_EXERCISE DIRECTIONS_.
All lines with the word "CaptureSession" are to be found and copied from the listing.

= = = =

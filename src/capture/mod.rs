//! Browser driver abstraction and the scroll-capture-stitch engine
//!
//! This module provides the core abstractions for capturing web content
//! larger than the browser viewport. It includes:
//!
//! - `BrowserDriver`: Trait for the remote-browser adapter (script
//!   evaluation, viewport screenshots, frame switching)
//! - `RawImage`: RGBA bitmap returned by drivers
//! - `scroll` / `stitch`: Scroll planning and frame merging
//! - `CaptureSession`: Page, element and frame capture on top of a driver
//! - `MockDriver`: Deterministic in-process driver for tests
//! - `WebDriverBackend`: fantoccini-backed driver (feature `webdriver`)

use async_trait::async_trait;
use serde::{Deserialize, Serialize};
use serde_json::{Value, json};

use crate::{
    error::{CaptureError, CaptureResult},
    geometry::{Rect, ScrollOffset, Size},
    model::ElementAlignment,
};

pub mod constants;
pub mod mock;
pub mod pixel_ratio;
pub mod raw_image;
pub mod scripts;
pub mod scroll;
pub mod session;
pub mod stitch;

#[cfg(feature = "webdriver")]
pub mod webdriver_backend;

pub use mock::{MockDriver, MockRegion};
pub use pixel_ratio::DevicePixelRatio;
pub use raw_image::RawImage;
pub use session::CaptureSession;
pub use stitch::{CaptureFrame, Stitcher};
#[cfg(feature = "webdriver")]
pub use webdriver_backend::WebDriverBackend;

/// What a scroll or measurement applies to
#[derive(Debug, Clone, PartialEq, Eq, Hash)]
pub enum ScrollTarget {
    /// The current document (inside a frame: the frame's document)
    Page,
    /// A scrollable element addressed by CSS selector
    Element(String),
}

impl ScrollTarget {
    /// Targets the element matching `selector`
    pub fn element(selector: impl Into<String>) -> Self {
        Self::Element(selector.into())
    }

    fn not_found(&self) -> CaptureError {
        match self {
            ScrollTarget::Page => CaptureError::ScriptFailed {
                reason: "document is not available".to_string(),
            },
            ScrollTarget::Element(selector) => CaptureError::ElementNotFound {
                selector: selector.clone(),
            },
        }
    }
}

/// Optional features a driver supports
#[derive(Debug, Clone, Copy, PartialEq, Eq, Default, Serialize, Deserialize, schemars::JsonSchema)]
pub struct DriverCapabilities {
    /// Can return the whole document in one native screenshot
    pub full_content_capture: bool,
}

/// Adapter to a remote-controlled browser
///
/// `BrowserDriver` is the only seam between the capture engine and a real
/// browser. Implementors provide script evaluation, viewport screenshots,
/// navigation and frame switching; scrolling and measuring default to
/// JavaScript from [`scripts`], so a minimal driver only implements the
/// required methods.
///
/// All implementations must be thread-safe (`Send + Sync`). A driver
/// instance is still bound to one browser session: concurrent captures on
/// the same driver must be serialized by the caller.
///
/// # Errors
///
/// Adapter failures surface as
/// [`CaptureError::DriverUnavailable`](crate::error::CaptureError::DriverUnavailable)
/// or [`CaptureError::ElementNotFound`](crate::error::CaptureError::ElementNotFound)
/// and are never retried by the engine.
///
/// # Examples
///
/// ```rust,ignore
/// use async_trait::async_trait;
/// use serde_json::Value;
/// use webshot::{
///     capture::{BrowserDriver, RawImage},
///     error::CaptureResult,
/// };
///
/// struct MyDriver;
///
/// #[async_trait]
/// impl BrowserDriver for MyDriver {
///     fn name(&self) -> &str { "my-driver" }
///     async fn evaluate_script(&self, script: &str, args: Vec<Value>) -> CaptureResult<Value> { todo!() }
///     async fn capture_viewport(&self) -> CaptureResult<RawImage> { todo!() }
///     async fn navigate(&self, url: &str) -> CaptureResult<()> { todo!() }
///     async fn current_url(&self) -> CaptureResult<String> { todo!() }
///     async fn enter_frame(&self, selector: &str) -> CaptureResult<()> { todo!() }
///     async fn exit_frame(&self) -> CaptureResult<()> { todo!() }
/// }
/// ```
#[async_trait]
pub trait BrowserDriver: Send + Sync {
    /// Short name used in logs and health reports
    fn name(&self) -> &str;

    /// Optional features of this driver
    fn capabilities(&self) -> DriverCapabilities {
        DriverCapabilities::default()
    }

    /// Evaluates `script` as the body of a function called with `args`
    ///
    /// # Errors
    ///
    /// - [`CaptureError::ScriptFailed`] - The script threw
    /// - [`CaptureError::DriverUnavailable`] - The session is gone
    async fn evaluate_script(&self, script: &str, args: Vec<Value>) -> CaptureResult<Value>;

    /// Captures the visible viewport in raw device pixels
    ///
    /// The bitmap may include browser chrome such as scrollbars.
    async fn capture_viewport(&self) -> CaptureResult<RawImage>;

    /// Captures the whole document in one native screenshot
    ///
    /// Only drivers reporting
    /// [`DriverCapabilities::full_content_capture`] implement this.
    async fn capture_full_content(&self) -> CaptureResult<RawImage> {
        Err(CaptureError::unsupported(
            "full page",
            format!("driver '{}' has no native full-page screenshot", self.name()),
        ))
    }

    /// Loads `url` in the current window
    async fn navigate(&self, url: &str) -> CaptureResult<()>;

    /// URL of the current top-level document
    async fn current_url(&self) -> CaptureResult<String>;

    /// Switches the browsing context into the frame matching `selector`
    ///
    /// # Errors
    ///
    /// Returns [`CaptureError::FrameNotFound`] if no frame matches.
    async fn enter_frame(&self, selector: &str) -> CaptureResult<()>;

    /// Switches the browsing context back to the parent document
    async fn exit_frame(&self) -> CaptureResult<()>;

    /// Scrolls the target to `offset`
    async fn scroll_to(&self, target: &ScrollTarget, offset: ScrollOffset) -> CaptureResult<()> {
        let args = vec![scripts::target_arg(target), json!(offset.x), json!(offset.y)];
        let scrolled = self.evaluate_script(scripts::SCROLL_TO, args).await?;
        if scripts::truthy(&scrolled) {
            Ok(())
        } else {
            Err(target.not_found())
        }
    }

    /// Current scroll position of the target
    async fn current_scroll(&self, target: &ScrollTarget) -> CaptureResult<ScrollOffset> {
        let value = self
            .evaluate_script(scripts::CURRENT_SCROLL, vec![scripts::target_arg(target)])
            .await?;
        let [x, y] = scripts::numbers::<2>(&value, "scroll position")?
            .ok_or_else(|| target.not_found())?;
        Ok(ScrollOffset::from_reported(x, y))
    }

    /// Rectangle, in viewport coordinates, through which the target's
    /// content is visible
    ///
    /// For the page this is the document client area at the origin; for an
    /// element it is its client box (inside borders, excluding scrollbars).
    async fn measure_viewport(&self, target: &ScrollTarget) -> CaptureResult<Rect> {
        let value = self
            .evaluate_script(scripts::MEASURE_VIEWPORT, vec![scripts::target_arg(target)])
            .await?;
        let reported = scripts::numbers::<4>(&value, "viewport measurement")?
            .ok_or_else(|| target.not_found())?;
        Ok(Rect::from_reported(reported))
    }

    /// Full scrollable extent of the target's content
    async fn measure_content_extent(&self, target: &ScrollTarget) -> CaptureResult<Size> {
        let value = self
            .evaluate_script(scripts::MEASURE_CONTENT, vec![scripts::target_arg(target)])
            .await?;
        let [width, height] = scripts::numbers::<2>(&value, "content measurement")?
            .ok_or_else(|| target.not_found())?;
        let rect = Rect::from_reported([0.0, 0.0, width, height]);
        Ok(rect.size())
    }

    /// Ratio of device pixels to logical pixels
    async fn measure_device_pixel_ratio(&self) -> CaptureResult<f64> {
        let value = self
            .evaluate_script(scripts::DEVICE_PIXEL_RATIO, Vec::new())
            .await?;
        scripts::number(&value, "device pixel ratio")
    }

    /// Border box of the element matching `selector`, in page coordinates
    ///
    /// # Errors
    ///
    /// Returns [`CaptureError::ElementNotFound`] if nothing matches.
    async fn locate(&self, selector: &str) -> CaptureResult<Rect> {
        let value = self
            .evaluate_script(scripts::LOCATE, vec![json!(selector)])
            .await?;
        let reported = scripts::numbers::<4>(&value, "element location")?.ok_or_else(|| {
            CaptureError::ElementNotFound {
                selector: selector.to_string(),
            }
        })?;
        Ok(Rect::from_reported(reported))
    }

    /// Scrolls the page so the element matching `selector` is visible,
    /// aligned per `alignment`
    async fn scroll_into_view(
        &self,
        selector: &str,
        alignment: ElementAlignment,
    ) -> CaptureResult<()> {
        let args = vec![json!(selector), json!(alignment.as_block())];
        let scrolled = self
            .evaluate_script(scripts::SCROLL_INTO_VIEW, args)
            .await?;
        if scripts::truthy(&scrolled) {
            Ok(())
        } else {
            Err(CaptureError::ElementNotFound {
                selector: selector.to_string(),
            })
        }
    }
}

#[cfg(test)]
mod tests {
    use std::sync::Mutex;

    use super::*;

    /// Driver whose scripts return canned values, exercising the default
    /// JavaScript-backed methods
    struct ScriptedDriver {
        response: Value,
        calls:    Mutex<Vec<(String, Vec<Value>)>>,
    }

    impl ScriptedDriver {
        fn returning(response: Value) -> Self {
            Self {
                response,
                calls: Mutex::new(Vec::new()),
            }
        }

        fn last_args(&self) -> Vec<Value> {
            self.calls.lock().unwrap().last().unwrap().1.clone()
        }
    }

    #[async_trait]
    impl BrowserDriver for ScriptedDriver {
        fn name(&self) -> &str {
            "scripted"
        }

        async fn evaluate_script(&self, script: &str, args: Vec<Value>) -> CaptureResult<Value> {
            self.calls.lock().unwrap().push((script.to_string(), args));
            Ok(self.response.clone())
        }

        async fn capture_viewport(&self) -> CaptureResult<RawImage> {
            Ok(RawImage::blank(1, 1))
        }

        async fn navigate(&self, _url: &str) -> CaptureResult<()> {
            Ok(())
        }

        async fn current_url(&self) -> CaptureResult<String> {
            Ok("about:blank".to_string())
        }

        async fn enter_frame(&self, _selector: &str) -> CaptureResult<()> {
            Ok(())
        }

        async fn exit_frame(&self) -> CaptureResult<()> {
            Ok(())
        }
    }

    #[tokio::test]
    async fn test_default_locate_parses_rect() {
        let driver = ScriptedDriver::returning(json!([10.2, 1200.0, 300.0, 150.6]));
        let rect = driver.locate("#card").await.unwrap();
        assert_eq!(rect, Rect::new(10, 1200, 300, 151));
        assert_eq!(driver.last_args(), vec![json!("#card")]);
    }

    #[tokio::test]
    async fn test_default_locate_null_is_element_not_found() {
        let driver = ScriptedDriver::returning(Value::Null);
        let result = driver.locate("#missing").await;
        match result {
            Err(CaptureError::ElementNotFound { selector }) => assert_eq!(selector, "#missing"),
            other => panic!("expected ElementNotFound, got {other:?}"),
        }
    }

    #[tokio::test]
    async fn test_default_scroll_to_passes_target_and_offset() {
        let driver = ScriptedDriver::returning(json!(true));
        driver
            .scroll_to(&ScrollTarget::element("#list"), ScrollOffset::new(0, 400))
            .await
            .unwrap();
        assert_eq!(driver.last_args(), vec![json!("#list"), json!(0), json!(400)]);
    }

    #[tokio::test]
    async fn test_default_scroll_to_missing_element() {
        let driver = ScriptedDriver::returning(json!(false));
        let result = driver
            .scroll_to(&ScrollTarget::element("#gone"), ScrollOffset::ORIGIN)
            .await;
        assert!(matches!(result, Err(CaptureError::ElementNotFound { .. })));
    }

    #[tokio::test]
    async fn test_default_measurements() {
        let driver = ScriptedDriver::returning(json!([1280.0, 5000.4]));
        let size = driver.measure_content_extent(&ScrollTarget::Page).await.unwrap();
        assert_eq!(size, Size::new(1280, 5000));
        assert_eq!(driver.last_args(), vec![Value::Null]);

        let driver = ScriptedDriver::returning(json!([-0.4, 120.7]));
        let scroll = driver.current_scroll(&ScrollTarget::Page).await.unwrap();
        assert_eq!(scroll, ScrollOffset::new(0, 121));

        let driver = ScriptedDriver::returning(json!(2));
        assert_eq!(driver.measure_device_pixel_ratio().await.unwrap(), 2.0);
    }

    #[tokio::test]
    async fn test_default_scroll_into_view_passes_alignment() {
        let driver = ScriptedDriver::returning(json!(true));
        driver
            .scroll_into_view("#card", ElementAlignment::Center)
            .await
            .unwrap();
        assert_eq!(driver.last_args(), vec![json!("#card"), json!("center")]);
    }

    #[tokio::test]
    async fn test_default_full_content_is_unsupported() {
        let driver = ScriptedDriver::returning(Value::Null);
        assert!(!driver.capabilities().full_content_capture);
        let result = driver.capture_full_content().await;
        assert!(matches!(result, Err(CaptureError::UnsupportedCapture { .. })));
    }
}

= = = =

_RESPONSE AREA_.
//! - `CaptureSession`: Page, element and frame capture on top of a driver
pub use session::CaptureSession;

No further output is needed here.